WORK ITEM:
In full and word for word, return the listing that follows.

EXERCISE DATA:
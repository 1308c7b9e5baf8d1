use axum::Json;
use axum::response::{IntoResponse, Response};
use http::StatusCode;
use relay_core::{HttpError, error_body};
use relay_pool::PoolError;
use relay_route::RouteError;
use relay_upstream::UpstreamError;
use thiserror::Error;

/// Errors surfaced at the client-facing boundary
#[derive(Debug, Error)]
pub enum ServerError {
    /// Inbound credentials missing or wrong
    #[error("missing or invalid credentials")]
    Unauthenticated,

    /// Request body is not a JSON object
    #[error("request body is not a JSON object")]
    BodyNotJson,

    /// Request body carries no `model` field
    #[error("request is missing the model field")]
    ModelMissing,

    /// Routing failed
    #[error(transparent)]
    Route(#[from] RouteError),

    /// Key pool exhausted
    #[error(transparent)]
    Pool(#[from] PoolError),

    /// Dialect transform or transport failed
    #[error(transparent)]
    Upstream(#[from] UpstreamError),
}

impl HttpError for ServerError {
    fn status_code(&self) -> StatusCode {
        match self {
            Self::Unauthenticated => StatusCode::UNAUTHORIZED,
            Self::BodyNotJson | Self::ModelMissing => StatusCode::BAD_REQUEST,
            Self::Route(e) => e.status_code(),
            Self::Pool(e) => e.status_code(),
            Self::Upstream(e) => e.status_code(),
        }
    }

    fn error_type(&self) -> &str {
        match self {
            Self::Unauthenticated => "authentication_error",
            Self::BodyNotJson | Self::ModelMissing => "invalid_request_error",
            Self::Route(e) => e.error_type(),
            Self::Pool(e) => e.error_type(),
            Self::Upstream(e) => e.error_type(),
        }
    }

    fn client_message(&self) -> String {
        self.to_string()
    }
}

impl IntoResponse for ServerError {
    fn into_response(self) -> Response {
        let status = self.status_code();
        let body = Json(error_body(self.error_type(), &self.client_message()));

        // Exhausted pools tell the client when to come back
        let retry_after = match &self {
            Self::Pool(PoolError::AllKeysExhausted { retry_after }) => Some(retry_after.as_secs()),
            _ => None,
        };

        let mut response = (status, body).into_response();
        if let Some(secs) = retry_after
            && let Ok(value) = secs.to_string().parse()
        {
            response.headers_mut().insert(http::header::RETRY_AFTER, value);
        }
        response
    }
}
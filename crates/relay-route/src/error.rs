use http::StatusCode;
use relay_core::HttpError;
use thiserror::Error;

/// Routing errors
#[derive(Debug, Error)]
pub enum RouteError {
    /// Every candidate is unavailable
    #[error("no provider available")]
    NoProviderAvailable,

    /// The requested model maps to no configured provider
    #[error("unsupported model: {0}")]
    UnsupportedModel(String),
}

impl HttpError for RouteError {
    fn status_code(&self) -> StatusCode {
        match self {
            Self::NoProviderAvailable => StatusCode::SERVICE_UNAVAILABLE,
            Self::UnsupportedModel(_) => StatusCode::BAD_REQUEST,
        }
    }

    fn error_type(&self) -> &str {
        match self {
            Self::NoProviderAvailable => "overloaded_error",
            Self::UnsupportedModel(_) => "invalid_request_error",
        }
    }

    fn client_message(&self) -> String {
        self.to_string()
    }
}
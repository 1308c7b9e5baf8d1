//! Config assembly for tests
//!
//! Builds relay configuration from TOML fragments, the same path
//! production configs take.

use relay_config::Config;

/// Fluent builder over TOML fragments
pub struct ConfigBuilder {
    routing: String,
    health: String,
    auth: String,
    providers: Vec<String>,
}

impl ConfigBuilder {
    pub fn new() -> Self {
        Self {
            routing: String::new(),
            health: String::new(),
            auth: String::new(),
            providers: Vec::new(),
        }
    }

    /// Set the `[routing]` section body
    pub fn routing(mut self, toml_body: &str) -> Self {
        self.routing = toml_body.to_owned();
        self
    }

    /// Set the `[health]` sections body
    pub fn health(mut self, toml_body: &str) -> Self {
        self.health = toml_body.to_owned();
        self
    }

    /// Set the `[auth]` section body
    pub fn auth(mut self, toml_body: &str) -> Self {
        self.auth = toml_body.to_owned();
        self
    }

    /// Add one `[[providers]]` entry body
    pub fn provider(mut self, toml_body: &str) -> Self {
        self.providers.push(toml_body.to_owned());
        self
    }

    /// Assemble and validate the config
    pub fn build(self) -> anyhow::Result<Config> {
        let mut text = String::new();

        if !self.routing.is_empty() {
            text.push_str("[routing]\n");
            text.push_str(&self.routing);
            text.push('\n');
        }
        if !self.health.is_empty() {
            text.push_str(&self.health);
            text.push('\n');
        }
        if !self.auth.is_empty() {
            text.push_str("[auth]\n");
            text.push_str(&self.auth);
            text.push('\n');
        }
        for provider in &self.providers {
            text.push_str("[[providers]]\n");
            text.push_str(provider);
            text.push('\n');
        }

        let config: Config = toml::from_str(&text)?;
        config.validate()?;
        Ok(config)
    }
}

WRITTEN RESPONSE:
repository 1308c7b9e5baf8d1
use axum::Json;
use axum::response::{IntoResponse, Response};
use http::StatusCode;
use relay_core::{HttpError, error_body};
use relay_pool::PoolError;
use relay_route::RouteError;
use relay_upstream::UpstreamError;
use thiserror::Error;

/// Errors surfaced at the client-facing boundary
#[derive(Debug, Error)]
pub enum ServerError {
    /// Inbound credentials missing or wrong
    #[error("missing or invalid credentials")]
    Unauthenticated,

    /// Request body is not a JSON object
    #[error("request body is not a JSON object")]
    BodyNotJson,

    /// Request body carries no `model` field
    #[error("request is missing the model field")]
    ModelMissing,

    /// Routing failed
    #[error(transparent)]
    Route(#[from] RouteError),

    /// Key pool exhausted
    #[error(transparent)]
    Pool(#[from] PoolError),

    /// Dialect transform or transport failed
    #[error(transparent)]
    Upstream(#[from] UpstreamError),
}

impl HttpError for ServerError {
    fn status_code(&self) -> StatusCode {
        match self {
            Self::Unauthenticated => StatusCode::UNAUTHORIZED,
            Self::BodyNotJson | Self::ModelMissing => StatusCode::BAD_REQUEST,
            Self::Route(e) => e.status_code(),
            Self::Pool(e) => e.status_code(),
            Self::Upstream(e) => e.status_code(),
        }
    }

    fn error_type(&self) -> &str {
        match self {
            Self::Unauthenticated => "authentication_error",
            Self::BodyNotJson | Self::ModelMissing => "invalid_request_error",
            Self::Route(e) => e.error_type(),
            Self::Pool(e) => e.error_type(),
            Self::Upstream(e) => e.error_type(),
        }
    }

    fn client_message(&self) -> String {
        self.to_string()
    }
}

impl IntoResponse for ServerError {
    fn into_response(self) -> Response {
        let status = self.status_code();
        let body = Json(error_body(self.error_type(), &self.client_message()));

        // Exhausted pools tell the client when to come back
        let retry_after = match &self {
            Self::Pool(PoolError::AllKeysExhausted { retry_after }) => Some(retry_after.as_secs()),
            _ => None,
        };

        let mut response = (status, body).into_response();
        if let Some(secs) = retry_after
            && let Ok(value) = secs.to_string().parse()
        {
            response.headers_mut().insert(http::header::RETRY_AFTER, value);
        }
        response
    }
}
filename crates/relay-route/src/error.rs
use http::StatusCode;
use relay_core::HttpError;
use thiserror::Error;

/// Routing errors
#[derive(Debug, Error)]
pub enum RouteError {
    /// Every candidate is unavailable
    #[error("no provider available")]
    NoProviderAvailable,

    /// The requested model maps to no configured provider
    #[error("unsupported model: {0}")]
    UnsupportedModel(String),
}

impl HttpError for RouteError {
    fn status_code(&self) -> StatusCode {
        match self {
            Self::NoProviderAvailable => StatusCode::SERVICE_UNAVAILABLE,
            Self::UnsupportedModel(_) => StatusCode::BAD_REQUEST,
        }
    }

    fn error_type(&self) -> &str {
        match self {
            Self::NoProviderAvailable => "overloaded_error",
            Self::UnsupportedModel(_) => "invalid_request_error",
        }
    }

    fn client_message(&self) -> String {
        self.to_string()
    }
}
repository 1308c7b9e5baf8d1
//! Config assembly for tests
//!
//! Builds relay configuration from TOML fragments, the same path
//! production configs take.

use relay_config::Config;

/// Fluent builder over TOML fragments
pub struct ConfigBuilder {
    routing: String,
    health: String,
    auth: String,
    providers: Vec<String>,
}

impl ConfigBuilder {
    pub fn new() -> Self {
        Self {
            routing: String::new(),
            health: String::new(),
            auth: String::new(),
            providers: Vec::new(),
        }
    }

    /// Set the `[routing]` section body
    pub fn routing(mut self, toml_body: &str) -> Self {
        self.routing = toml_body.to_owned();
        self
    }

    /// Set the `[health]` sections body
    pub fn health(mut self, toml_body: &str) -> Self {
        self.health = toml_body.to_owned();
        self
    }

    /// Set the `[auth]` section body
    pub fn auth(mut self, toml_body: &str) -> Self {
        self.auth = toml_body.to_owned();
        self
    }

    /// Add one `[[providers]]` entry body
    pub fn provider(mut self, toml_body: &str) -> Self {
        self.providers.push(toml_body.to_owned());
        self
    }

    /// Assemble and validate the config
    pub fn build(self) -> anyhow::Result<Config> {
        let mut text = String::new();

        if !self.routing.is_empty() {
            text.push_str("[routing]\n");
            text.push_str(&self.routing);
            text.push('\n');
        }
        if !self.health.is_empty() {
            text.push_str(&self.health);
            text.push('\n');
        }
        if !self.auth.is_empty() {
            text.push_str("[auth]\n");
            text.push_str(&self.auth);
            text.push('\n');
        }
        for provider in &self.providers {
            text.push_str("[[providers]]\n");
            text.push_str(provider);
            text.push('\n');
        }

        let config: Config = toml::from_str(&text)?;
        config.validate()?;
        Ok(config)
    }
}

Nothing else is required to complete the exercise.